10 must-see TIFF movies coming soon to a theatre near you
While there are already loads of great and award winning films to add to your must see list, as well as a bunch that didn't hit their mark, there were so many great movies this year that didn't sneak into my festival favourites worthy of celebration.
Here are ten more TIFF 2018 selections definitely worth your time.
Patricia Rozema's adaptation of Amy Nostbakken and Norah Sadava's play was one of the best of the fest, an emotionally rich and sophisticated work that takes the best of the theatrical project and merges them with Rozema's well honed filmmaking sensibilities to craft a fabulous film.
The longer I'm away from this film the more it's sticking with me. Another non-fiction home run from the Danish Film Institute, Janus Metz and Sine Plambech's decades long journey to tell this tale of love and sacrifice makes for one of the year's best.

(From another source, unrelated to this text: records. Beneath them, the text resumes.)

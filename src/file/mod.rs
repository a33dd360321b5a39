//! Reading YAML documents from disk or stdin.

pub mod loader;
//! Logger setup for the command-line tool.
//!
//! Messages are written to stderr as bare text so stdout carries only the
//! resolved path. `RUST_LOG`, when set, overrides the configured level.

use env_logger::{Builder, Env, Target};
use log::LevelFilter;
use std::io::Write;

/// Installs the global logger at `level`.
///
/// Calling this more than once is harmless; later calls are ignored.
pub fn init(level: LevelFilter) {
    let mut builder = build(level);
    let _ = builder.try_init();
}

/// Builds the logger without installing it.
pub fn build(level: LevelFilter) -> Builder {
    let mut builder = Builder::new();
    builder
        .filter_level(level)
        .parse_env(Env::default())
        .target(Target::Stderr)
        .format(|buf, record| writeln!(buf, "{}", record.args()));
    builder
}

Perhaps the most accomplished of the Canadian films that played TIFF - it debuted to great success at Venice, is off to New York for NYFF and then heads off on a long festival journey - this short, sweet jaunt to a Greenwich Village guitar shop is highly musical and a warm, welcome respite from some of the more dour films that litter the fest.

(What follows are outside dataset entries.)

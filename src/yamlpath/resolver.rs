//! Depth-first search for the node under an offset.
//!
//! The resolver walks the tree from the root, descending into the one child
//! whose range contains the offset, and records the mapping key or sequence
//! index taken at every step. Children are tried in document order and the
//! first match wins.

use super::ast::PathSegment;
use crate::diagnostics::{DiagnosticSink, LogSink};
use crate::document::node::{MappingEntry, Node};

/// Resolves offsets to path segments, reporting its search to a sink.
#[derive(Debug, Clone, Default)]
pub struct PathResolver<S = LogSink> {
    sink: S,
}

impl<S: DiagnosticSink> PathResolver<S> {
    pub fn with_sink(sink: S) -> Self {
        Self { sink }
    }

    /// Returns the segments leading from `root` to the most specific node
    /// containing `offset`.
    ///
    /// The result is empty when nothing contains the offset, and also when
    /// the root itself is the target (a bare scalar document).
    ///
    /// # Example
    ///
    /// ```
    /// use yamlpath_copier::diagnostics::NullSink;
    /// use yamlpath_copier::document::parse_yaml;
    /// use yamlpath_copier::yamlpath::{PathResolver, PathSegment};
    ///
    /// let doc = parse_yaml("a: [10, 20, 30]").unwrap();
    /// let resolver = PathResolver::with_sink(NullSink);
    /// let segments = resolver.find_path(doc.root().unwrap(), 8);
    /// assert_eq!(segments, vec![PathSegment::key("a"), PathSegment::Index(1)]);
    /// ```
    pub fn find_path(&self, root: &Node, offset: usize) -> Vec<PathSegment> {
        self.search(Some(root), offset, 0).unwrap_or_default()
    }

    /// Returns `None` when no path runs through `node`.
    fn search(
        &self,
        node: Option<&Node>,
        offset: usize,
        depth: usize,
    ) -> Option<Vec<PathSegment>> {
        let Some(node) = node else {
            self.trace(depth, format_args!("No node"));
            return None;
        };

        let Some(range) = node.range() else {
            self.trace(depth, format_args!("No range on node"));
            return None;
        };

        if !range.contains(offset) {
            self.trace(
                depth,
                format_args!("Offset {} outside range [{}, {}]", offset, range.start, range.end),
            );
            return None;
        }

        self.trace(
            depth,
            format_args!(
                "Checking node, offset {} in range [{}, {}]",
                offset, range.start, range.end
            ),
        );

        let found = match node {
            Node::Mapping { entries, .. } => self.search_mapping(entries, offset, depth),
            Node::Sequence { items, .. } => self.search_sequence(items, offset, depth),
            Node::Scalar { .. } => return Some(Vec::new()),
        };

        if found.is_none() {
            self.trace(depth, format_args!("No match found"));
        }
        found
    }

    fn search_mapping(
        &self,
        entries: &[MappingEntry],
        offset: usize,
        depth: usize,
    ) -> Option<Vec<PathSegment>> {
        self.trace(depth, format_args!("Node type: Map ({} items)", entries.len()));

        for entry in entries {
            let key_text = entry.key.scalar_text();

            if let (Some(text), Some(key_range)) = (key_text, entry.key.range()) {
                if key_range.contains(offset) {
                    self.trace(depth, format_args!("Found key: {}", text));
                    return Some(vec![PathSegment::key(text)]);
                }
            }

            let Some(value) = entry.value.as_ref() else {
                continue;
            };
            let Some(value_range) = value.range() else {
                continue;
            };
            if !value_range.contains(offset) {
                continue;
            }

            self.trace(
                depth,
                format_args!("Found value for key: {}", key_text.unwrap_or("?")),
            );
            // The first entry whose value contains the offset decides the
            // outcome; later siblings are not consulted.
            let rest = self.search(Some(value), offset, depth + 1)?;
            let mut segments: Vec<PathSegment> =
                key_text.map(PathSegment::key).into_iter().collect();
            segments.extend(rest);
            return Some(segments);
        }

        None
    }

    fn search_sequence(
        &self,
        items: &[Node],
        offset: usize,
        depth: usize,
    ) -> Option<Vec<PathSegment>> {
        self.trace(depth, format_args!("Node type: Sequence ({} items)", items.len()));

        for (index, item) in items.iter().enumerate() {
            let should_check = match item.range() {
                Some(range) => {
                    let inside = range.contains(offset);
                    self.trace(
                        depth,
                        format_args!(
                            "Item [{}]: range [{}, {}], offset {} {}",
                            index,
                            range.start,
                            range.end,
                            offset,
                            if inside { "INSIDE" } else { "outside" }
                        ),
                    );
                    inside
                }
                // Partial trees can hold items without a span; try them anyway
                None => {
                    self.trace(depth, format_args!("Item [{}]: no range, checking anyway", index));
                    true
                }
            };

            if !should_check {
                continue;
            }

            if let Some(rest) = self.search(Some(item), offset, depth + 1) {
                self.trace(depth, format_args!("Found match in item [{}]", index));
                let mut segments = vec![PathSegment::Index(index)];
                segments.extend(rest);
                return Some(segments);
            }
        }

        None
    }

    fn trace(&self, depth: usize, message: std::fmt::Arguments<'_>) {
        self.sink.trace(depth, message);
    }
}

#[cfg(test)]
mod tests {
    use super::*;
    use crate::diagnostics::{NullSink, RecordingSink};
    use crate::document::node::Range;

    fn scalar(start: usize, end: usize, value: &str) -> Node {
        Node::Scalar {
            range: Some(Range::new(start, end)),
            value: value.to_string(),
        }
    }

    fn resolver() -> PathResolver<NullSink> {
        PathResolver::with_sink(NullSink)
    }

    #[test]
    fn test_offset_outside_root_is_empty() {
        let root = Node::Mapping {
            range: Some(Range::new(0, 4)),
            entries: vec![MappingEntry::new(scalar(0, 1, "a"), Some(scalar(3, 4, "1")))],
        };
        assert!(resolver().find_path(&root, 10).is_empty());
    }

    #[test]
    fn test_root_scalar_is_empty() {
        assert!(resolver().find_path(&scalar(0, 5, "hello"), 2).is_empty());
    }

    #[test]
    fn test_rangeless_root_is_empty() {
        let root = Node::Mapping {
            range: None,
            entries: Vec::new(),
        };
        assert!(resolver().find_path(&root, 0).is_empty());
    }

    #[test]
    fn test_key_hit_stops_descent() {
        let inner = Node::Mapping {
            range: Some(Range::new(3, 7)),
            entries: vec![MappingEntry::new(scalar(3, 4, "b"), Some(scalar(6, 7, "1")))],
        };
        let root = Node::Mapping {
            range: Some(Range::new(0, 7)),
            entries: vec![MappingEntry::new(scalar(0, 1, "a"), Some(inner))],
        };
        assert_eq!(resolver().find_path(&root, 0), vec![PathSegment::key("a")]);
        assert_eq!(
            resolver().find_path(&root, 6),
            vec![PathSegment::key("a"), PathSegment::key("b")]
        );
    }

    #[test]
    fn test_first_containing_value_decides() {
        // Overlapping siblings: the first value contains the offset but has
        // nothing inside it, so the second entry is never tried.
        let first = Node::Sequence {
            range: Some(Range::new(2, 9)),
            items: Vec::new(),
        };
        let root = Node::Mapping {
            range: Some(Range::new(0, 9)),
            entries: vec![
                MappingEntry::new(scalar(0, 1, "a"), Some(first)),
                MappingEntry::new(scalar(5, 6, "b"), Some(scalar(8, 9, "2"))),
            ],
        };
        assert!(resolver().find_path(&root, 8).is_empty());
    }

    #[test]
    fn test_missing_value_is_skipped() {
        let root = Node::Mapping {
            range: Some(Range::new(0, 7)),
            entries: vec![
                MappingEntry::new(scalar(0, 1, "a"), None),
                MappingEntry::new(scalar(3, 4, "b"), Some(scalar(6, 7, "2"))),
            ],
        };
        assert_eq!(resolver().find_path(&root, 6), vec![PathSegment::key("b")]);
    }

    #[test]
    fn test_collection_key_adds_no_segment() {
        let key = Node::Sequence {
            range: Some(Range::new(2, 8)),
            items: vec![scalar(3, 4, "x")],
        };
        let root = Node::Mapping {
            range: Some(Range::new(0, 12)),
            entries: vec![MappingEntry::new(key, Some(scalar(11, 12, "v")))],
        };
        assert!(resolver().find_path(&root, 3).is_empty());
        assert!(resolver().find_path(&root, 11).is_empty());
    }

    #[test]
    fn test_rangeless_sequence_item_is_attempted() {
        let root = Node::Sequence {
            range: Some(Range::new(0, 20)),
            items: vec![
                Node::Scalar {
                    range: None,
                    value: String::new(),
                },
                Node::Mapping {
                    range: None,
                    entries: Vec::new(),
                },
                scalar(10, 12, "ok"),
            ],
        };
        assert_eq!(resolver().find_path(&root, 11), vec![PathSegment::Index(2)]);
    }

    #[test]
    fn test_failed_item_continues_to_next() {
        let empty = Node::Sequence {
            range: Some(Range::new(2, 6)),
            items: Vec::new(),
        };
        let root = Node::Sequence {
            range: Some(Range::new(0, 10)),
            items: vec![empty, scalar(5, 8, "x")],
        };
        assert_eq!(resolver().find_path(&root, 5), vec![PathSegment::Index(1)]);
    }

    #[test]
    fn test_trace_reports_search() {
        let sink = RecordingSink::new();
        let root = Node::Mapping {
            range: Some(Range::new(0, 4)),
            entries: vec![MappingEntry::new(scalar(0, 1, "a"), Some(scalar(3, 4, "1")))],
        };
        let segments = PathResolver::with_sink(&sink).find_path(&root, 3);
        assert_eq!(segments, vec![PathSegment::key("a")]);

        let lines = sink.lines();
        assert_eq!(lines[0], "Checking node, offset 3 in range [0, 4]");
        assert!(lines.contains(&"Found value for key: a".to_string()));
        assert!(lines.contains(&"  Checking node, offset 3 in range [3, 4]".to_string()));
    }
}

I adore this film so much, and even sneaked in during a busy schedule to watch the opening for a second time. A beautiful love story told against a political backdrop by an ace filmmaker, it was a shoe-in for Best Foreign Oscar contention before Roma showed up. It's OK, we can love and worship both black and white masterworks without any compromise.
This is another film I loved at Cannes and is well deserving of many more fans than it has. Matteo Garrone's latest is a twisted allegory on the Italian fascination with alpha males, a rumination on fascism that's cunning in its canine construction.
I was excited to see David Gordon Green taking on this franchise, and thanks to co-writers Danny McBride and Jeff Fradley, as well as an exquisite turn by the franchise's queen Jamie Lee Curtis, it makes for a funny, gory, entertaining film that may well be considered the best of the entire series, including the esteemed original.
While it doesn't stick the landing, Jonah Hill's directorial debut, a coming-of-age skate story, has so much to admire. The cast is great, it's shot extremely well, and it takes a narrative that easily could have suffered from over-familiarity and made something that feels fresh and exciting.
Errol Morris' doc does extremely well what it sets out to do - illustrate the sociopathy of Steve Bannon and make explicit the rhetorical and hermeneutic gymnastics that lay the intellectual foundation for Trump's rise to power in America.
I dig this film a lot, and would have loved this to play as part of the dearly departed Vanguard selection, but having Gaspar Noé's fever dream play out during the witching hour isn't a bad compromise. A trippy, purient, cacophonous film that is unlike anything you'll see this year.
I celebrated it in our best foreign films list, but Jia Zhang-ke's crime drama deserves all the attention it can get. Thanks to a terrific turn by his muse Zhao Tao, this story manages to simultaneously be a tale of one woman's rise to power and an allegory for decades of Chinese political turmoil.